Last week in Los Angeles, the inevitable crack turned into something more like a compound fracture. An article written by Middle East commentator Avi Davis and posted on the Web site standwithus.org took issue with UCLA Hillel Rabbi Chaim Seidler-Feller's statements and actions regarding Israel's current crisis.
It's fair to say that the two men, who have both contributed opinions to these pages, are at opposite ends of the ideological spectrum when it comes to Israel. But Davis didn't attack the rabbi's positions on their merits. He attacked the rabbi.
He questioned Seidler-Feller's motives, he impugned his loyalty, he called him names and, in a bit of de riguer Jewish rhetorical excess, dragged in a Nazi-era reference.
In short, Davis fell prey to the temptation we all feel, on occasion, to really go after those with whom we disagree.
If only we, like Spiderman's nemesis the Green Goblin, could stop the angry voices before they get out.
Rabbi Ed Feinstein once wrote in these pages that the theologian Martin Buber divided all human interactions into two categories -- I-Thou and I-It. "But he failed to notice that there's a third category," Feinstein wrote, "it is one I witness regularly working in the Jewish community. It's called I-You-*'@%?'@!!!. This is the relationship wherein a difference of opinion or a complaint quickly and seamlessly turn into a bitter personal attack. I don't object merely to the position you represent or the job you've done ... I object to you!"
Jewish unity is a preposterous idea -- never has existed, never will -- but Jewish tolerance is the brass ring. It allows us to build community from a multiplicity of voices, it enables us to learn from dissent and criticism, it keeps the disenchanted from becoming the disenfranchised.

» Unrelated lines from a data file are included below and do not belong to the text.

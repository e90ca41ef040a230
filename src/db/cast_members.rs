use chrono::Utc;
use sqlx::PgPool;
use uuid::Uuid;

use super::Trashed;
use crate::error::AppError;
use crate::models::{CastMember, CastMemberRequest};

pub async fn list(pool: &PgPool, trashed: Trashed) -> Result<Vec<CastMember>, sqlx::Error> {
    let sql = format!(
        "SELECT * FROM cast_members m WHERE {} ORDER BY m.created_at DESC",
        trashed.filter("m")
    );
    sqlx::query_as::<_, CastMember>(&sql).fetch_all(pool).await
}

pub async fn find(pool: &PgPool, id: Uuid, trashed: Trashed) -> Result<CastMember, AppError> {
    let sql = format!("SELECT * FROM cast_members m WHERE m.id = $1 AND {}", trashed.filter("m"));
    sqlx::query_as::<_, CastMember>(&sql)
        .bind(id)
        .fetch_optional(pool)
        .await?
        .ok_or(AppError::NotFound { entity: "cast member", id })
}

pub async fn insert(pool: &PgPool, request: &CastMemberRequest) -> Result<CastMember, sqlx::Error> {
    let now = Utc::now().naive_utc();
    sqlx::query_as::<_, CastMember>(
        "INSERT INTO cast_members (id, name, type, created_at, updated_at) \
         VALUES ($1, $2, $3, $4, $4) RETURNING *",
    )
    .bind(Uuid::new_v4())
    .bind(&request.name)
    .bind(request.member_type)
    .bind(now)
    .fetch_one(pool)
    .await
}

pub async fn update(
    pool: &PgPool,
    id: Uuid,
    request: &CastMemberRequest,
) -> Result<CastMember, AppError> {
    sqlx::query_as::<_, CastMember>(
        "UPDATE cast_members SET name = $1, type = $2, updated_at = $3 \
         WHERE id = $4 AND deleted_at IS NULL RETURNING *",
    )
    .bind(&request.name)
    .bind(request.member_type)
    .bind(Utc::now().naive_utc())
    .bind(id)
    .fetch_optional(pool)
    .await?
    .ok_or(AppError::NotFound { entity: "cast member", id })
}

Davis and the people at StandWithUs quickly felt the ramifications of his words. There were angry calls and e-mails, whispers of lawsuits. There was a stern letter signed by 40 impressive names --many of whom might disagree with Seidler-Feller's opinions but value his intellect and dedication. StandWithUs, wrote the signatories, must "never allow such an egregious violation of decency and ahavat Yisrael to go unchecked."

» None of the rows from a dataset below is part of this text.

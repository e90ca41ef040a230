use actix_web::{delete, get, post, put, web, HttpResponse};
use log::info;
use uuid::Uuid;

use super::TrashedQuery;
use crate::db::{self, categories};
use crate::error::AppError;
use crate::models::CategoryRequest;
use crate::AppState;

#[get("/api/categories")]
async fn index(
    query: web::Query<TrashedQuery>,
    state: web::Data<AppState>,
) -> Result<HttpResponse, AppError> {
    let categories = categories::list(&state.db_pool, query.scope()).await?;
    Ok(HttpResponse::Ok().json(categories))
}

#[post("/api/categories")]
async fn store(
    body: web::Json<serde_json::Value>,
    state: web::Data<AppState>,
) -> Result<HttpResponse, AppError> {
    let req = CategoryRequest::from_json(body.into_inner())?;
    let category = categories::insert(&state.db_pool, &req).await?;
    info!("Created category {}", category.id);
    Ok(HttpResponse::Created().json(category))
}

#[get("/api/categories/{id}")]
async fn show(
    path: web::Path<Uuid>,
    query: web::Query<TrashedQuery>,
    state: web::Data<AppState>,
) -> Result<HttpResponse, AppError> {
    let category = categories::find(&state.db_pool, path.into_inner(), query.scope()).await?;
    Ok(HttpResponse::Ok().json(category))
}

#[put("/api/categories/{id}")]
async fn update(
    path: web::Path<Uuid>,
    body: web::Json<serde_json::Value>,
    state: web::Data<AppState>,
) -> Result<HttpResponse, AppError> {
    let req = CategoryRequest::from_json(body.into_inner())?;
    let category = categories::update(&state.db_pool, path.into_inner(), &req).await?;
    info!("Updated category {}", category.id);
    Ok(HttpResponse::Ok().json(category))
}

#[delete("/api/categories/{id}")]
async fn destroy(
    path: web::Path<Uuid>,
    state: web::Data<AppState>,
) -> Result<HttpResponse, AppError> {
    let id = path.into_inner();
    db::CATEGORIES.soft_delete(&state.db_pool, id).await?;
    info!("Deleted category {}", id);
    Ok(HttpResponse::NoContent().finish())
}

#[post("/api/categories/{id}/restore")]
async fn restore(
    path: web::Path<Uuid>,
    state: web::Data<AppState>,
) -> Result<HttpResponse, AppError> {
    let id = path.into_inner();
    db::CATEGORIES.restore(&state.db_pool, id).await?;
    let category = categories::find(&state.db_pool, id, db::Trashed::Exclude).await?;
    info!("Restored category {}", id);
    Ok(HttpResponse::Ok().json(category))
}

pub fn configure(cfg: &mut web::ServiceConfig) {
    cfg.service(index)
        .service(store)
        .service(show)
        .service(update)
        .service(destroy)
        .service(restore);
}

Davis asserted he didn't intend to write a character assassination, but if the piece came across as such, so be it. "I don't know how to speak to people who so steadfastly deny reality," he wrote to me, referring to Seidler-Feller.
But StandWithUs was contrite. A month after the incident began, the organization pulled Davis' piece from its Web site and issued an apology.
"We made a mistake. We realize [the commentary] should not have gone out," StandWithUs organizer Roz Rothstein told me. One lesson Rothstein said she learned: always monitor Internet posts. Like the proverbial feathers from a ripped-open pillow, once a work is published on the Internet, it defies re-collection.
One hand at work here was that of David Suissa, founder of Olam and a StandWithUs supporter. He signed the letter defending Seidler-Feller. "Avi went too far," Suissa told me. "You can disagree all you want with somebody, but the minute you start impugning motives, you've crossed the line."
Ever solution-oriented, Suissa posted a link on his Web site, olamforisrael.org, titled "Top Ten Commandments for Jewish Unity." No. 7 is, "I Won't Question Motive." The other nine are worth a look as well.
"The world was created with words," Feinstein once wrote in these pages. " It is within our capacity to annihilate it with words."